Heute morgen konnten wir das Problem auch einkreisen, es stellte sich heraus, daß es tatsächlich an den Arbeiten der vergangenen Woche lag. Etwas verärgert war ich nun schon, daß ich das ausbaden mußte, was andere angezettelt haben. Aber wie gesagt: kann alles vorkommen. Und gehört auch mit zu meinen Aufgaben, in solchen Fällen das Gerät wieder zum Laufen zu bringen.

Dann kam N. hinzu - mir leicht überstellt, da letztlich zuständig für den ganzen Gerätepark -, und wollte wissen, was los ist. Für ihn sah es nun so aus, daß wir im Grunde viel Zeit verloren hatten. Denn wir hätten ja schon viel früher den Detektor testen können und hätten das Problem dann schon am Tag zuvor lösen können.

Als er das andeutete war ich kurz davor zu explodieren. Erst brockt er mir das ein, und dann kommt noch so ein Satz. Ich konnte es nicht glauben. Aber so sind die beiden Sichtweisen. Man kann beide verstehen, wenn man - wie es bei den Indianern heißt - einmal in beiden Mokassins gelaufen ist (oder sich zumindest vorstellen kann, wie das ist).

Geärgert hat es mich nun schon, daß, statt daß ich ihm verbal eins auswischte (Racheakt), ich selbst den Schlag einstecken mußte. So ist das Leben eben. Meine Wutmail, auch die in modifizierter, also entschärfter Form, habe ich denn auch nur geschrieben, aber nicht abgeschickt.

Das ist immer besser. Wenn ich eine Erfahrung gemacht habe, dann die: niemals Wutmails verschicken. Nie, niemals. Die kann man sich selbst zuschicken und später einmal darüber lachen. Man kann sie schreiben und dann abgespeichert für immer auf der Festplatte lassen. Aber man sollte sie nicht abschicken.

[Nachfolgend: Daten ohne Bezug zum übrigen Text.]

//! Bounding-region collision between positioned sprites.

/// Size of a sprite plus the part of it that actually collides.
///
/// `solid` is relative to the sprite's top-left corner. Ships are solid over
/// their whole frame; laser sprites only over the beam in the middle.
#[derive(Debug, Clone, Copy, PartialEq, Eq)]
pub struct Footprint {
    pub width: i32,
    pub height: i32,
    pub solid: (i32, i32, i32, i32),
}

impl Footprint {
    pub const fn full(width: i32, height: i32) -> Self {
        Self {
            width,
            height,
            solid: (0, 0, width, height),
        }
    }

    pub const fn with_solid(width: i32, height: i32, solid: (i32, i32, i32, i32)) -> Self {
        Self {
            width,
            height,
            solid,
        }
    }

    /// Solid region placed at world position (`x`, `y`)
    pub fn hitbox_at(&self, x: i32, y: i32) -> Hitbox {
        let (sx, sy, sw, sh) = self.solid;
        Hitbox {
            x: x + sx,
            y: y + sy,
            width: sw,
            height: sh,
        }
    }
}

/// Axis-aligned rectangle in world units
#[derive(Debug, Clone, Copy, PartialEq, Eq)]
pub struct Hitbox {
    pub x: i32,
    pub y: i32,
    pub width: i32,
    pub height: i32,
}

impl Hitbox {
    pub fn overlaps(&self, other: &Hitbox) -> bool {
        self.x < other.x + other.width
            && self.x + self.width > other.x
            && self.y < other.y + other.height
            && self.y + self.height > other.y
    }
}

/// Anything with a solid region in the world
pub trait Collider {
    fn hitbox(&self) -> Hitbox;
}

impl Collider for Hitbox {
    fn hitbox(&self) -> Hitbox {
        *self
    }
}

/// True if the solid regions of `a` and `b` share any area.
pub fn collide<A: Collider + ?Sized, B: Collider + ?Sized>(a: &A, b: &B) -> bool {
    a.hitbox().overlaps(&b.hitbox())
}

#[cfg(test)]
mod tests {
    use super::*;

    fn rect(x: i32, y: i32, width: i32, height: i32) -> Hitbox {
        Hitbox {
            x,
            y,
            width,
            height,
        }
    }

    #[test]
    fn test_overlapping_boxes_collide() {
        assert!(collide(&rect(0, 0, 50, 50), &rect(25, 25, 50, 50)));
    }

    #[test]
    fn test_touching_edges_do_not_collide() {
        assert!(!collide(&rect(0, 0, 50, 50), &rect(50, 0, 50, 50)));
        assert!(!collide(&rect(0, 0, 50, 50), &rect(0, 50, 50, 50)));
    }

    #[test]
    fn test_contained_box_collides() {
        assert!(collide(&rect(0, 0, 75, 75), &rect(10, 10, 5, 5)));
    }

    #[test]
    fn test_hitbox_uses_solid_region() {
        let laser = Footprint::with_solid(50, 50, (22, 10, 6, 30));
        let hitbox = laser.hitbox_at(100, 200);
        assert_eq!(hitbox, rect(122, 210, 6, 30));

        // Inside the sprite frame but outside the beam
        assert!(!collide(&hitbox, &rect(100, 200, 20, 50)));
        assert!(collide(&hitbox, &rect(100, 200, 23, 50)));
    }

    mod proptests {
        use super::*;
        use proptest::prelude::*;

        proptest! {
            #[test]
            fn test_collide_is_symmetric(
                ax in -200i32..200, ay in -200i32..200, aw in 1i32..100, ah in 1i32..100,
                bx in -200i32..200, by in -200i32..200, bw in 1i32..100, bh in 1i32..100,
            ) {
                let a = rect(ax, ay, aw, ah);
                let b = rect(bx, by, bw, bh);
                prop_assert_eq!(collide(&a, &b), collide(&b, &a));
            }

            #[test]
            fn test_far_apart_boxes_never_collide(
                ax in -200i32..200, ay in -200i32..200, aw in 1i32..100, ah in 1i32..100,
                bw in 1i32..100, bh in 1i32..100,
                gap in 0i32..50,
                horizontal in prop::bool::ANY,
            ) {
                let a = rect(ax, ay, aw, ah);
                // Centres are at least the sum of the half-extents apart on one axis
                let b = if horizontal {
                    rect(ax + aw + gap, ay, bw, bh)
                } else {
                    rect(ax, ay + ah + gap, bw, bh)
                };
                prop_assert!(!collide(&a, &b));
                prop_assert!(!collide(&b, &a));
            }
        }
    }
}
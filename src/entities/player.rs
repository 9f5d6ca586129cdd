use super::enemy::Enemy;
use super::laser::LaserColor;
use super::ship::Ship;
use crate::collision::{Collider, Footprint, Hitbox};
use crate::config::GameConfig;

pub const PLAYER_FOOTPRINT: Footprint = Footprint::full(50, 50);
pub const PLAYER_HEALTH: u32 = 100;

/// Held controls for one player during a frame
#[derive(Debug, Clone, Copy, Default, PartialEq, Eq)]
pub struct PlayerControls {
    pub up: bool,
    pub down: bool,
    pub left: bool,
    pub right: bool,
    pub fire: bool,
}

#[derive(Debug, Clone)]
pub struct Player {
    pub ship: Ship,
}

impl Player {
    pub fn new(x: i32, y: i32) -> Self {
        Self {
            ship: Ship::new(x, y, PLAYER_HEALTH, PLAYER_FOOTPRINT, LaserColor::Yellow),
        }
    }

    pub fn move_left(&mut self, velocity: i32) {
        if self.ship.x - velocity > 0 {
            self.ship.x -= velocity;
        }
    }

    pub fn move_right(&mut self, velocity: i32, play_width: i32) {
        if self.ship.x + velocity + self.ship.width() < play_width {
            self.ship.x += velocity;
        }
    }

    pub fn move_up(&mut self, velocity: i32) {
        if self.ship.y - velocity > 0 {
            self.ship.y -= velocity;
        }
    }

    /// `margin` keeps the health bar under the ship inside the field
    pub fn move_down(&mut self, velocity: i32, play_height: i32, margin: i32) {
        if self.ship.y + velocity + self.ship.height() + margin < play_height {
            self.ship.y += velocity;
        }
    }

    /// Applies one frame of held controls. Returns whether a laser was fired.
    pub fn steer(&mut self, controls: &PlayerControls, config: &GameConfig) -> bool {
        let velocity = config.player_velocity;
        if controls.left {
            self.move_left(velocity);
        }
        if controls.right {
            self.move_right(velocity, config.play_width);
        }
        if controls.up {
            self.move_up(velocity);
        }
        if controls.down {
            self.move_down(velocity, config.play_height, config.hud_margin);
        }

        controls.fire && self.shoot()
    }

    pub fn shoot(&mut self) -> bool {
        self.ship.shoot_from(0)
    }

    pub fn is_alive(&self) -> bool {
        !self.ship.is_destroyed()
    }

    /// Moves this player's lasers and resolves hits against the whole roster.
    /// A hit deals `damage`; enemies brought to zero health are removed.
    /// Returns the enemies destroyed.
    pub fn advance_lasers(
        &mut self,
        velocity: i32,
        play_height: i32,
        damage: u32,
        enemies: &mut Vec<Enemy>,
    ) -> Vec<Enemy> {
        let mut destroyed = Vec::new();
        self.ship
            .advance_lasers_with(velocity, play_height, |laser| {
                let Some(idx) = enemies.iter().position(|enemy| laser.collides_with(enemy)) else {
                    return false;
                };

                enemies[idx].ship.take_damage(damage);
                if enemies[idx].ship.is_destroyed() {
                    destroyed.push(enemies.remove(idx));
                }
                true
            });
        destroyed
    }
}

impl Collider for Player {
    fn hitbox(&self) -> Hitbox {
        self.ship.hitbox()
    }
}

Als ich schließlich N. auf dem Weg zur Kantine noch mal begegnete, war ich froh, daß keine Email zwischen uns stand. Ich hatte einfach vor Ort den Moment verpaßt, in dem ich mich hätte äußern können. Mir fehlte es an Schlagfertigkeit, bzw. der Satz meines Kollegen hatte mich völlig überrumpelt. Und so etwas per Email nachzuholen macht alles nur noch schlimmer.

Es gibt etwas, an das zu halten sich zumeist als sinnvoll erweist: "Don't explain, don't complain." Auch wenns manchmal schwer fällt. In der Regel sprechen die Tatsachen für sich selbst, und wenn sie es tun, dann ist das tausendmal besser als jede nachträgliche Erklärung. Und wer sie nicht sehen will, wird sie auch dann nicht sehen, wenn man seine Schnauze reinreibt. "Don't explain, don't complain": ich habe diesen Rat schon oft gegeben. Heute war ich selbst damit an der Reihe.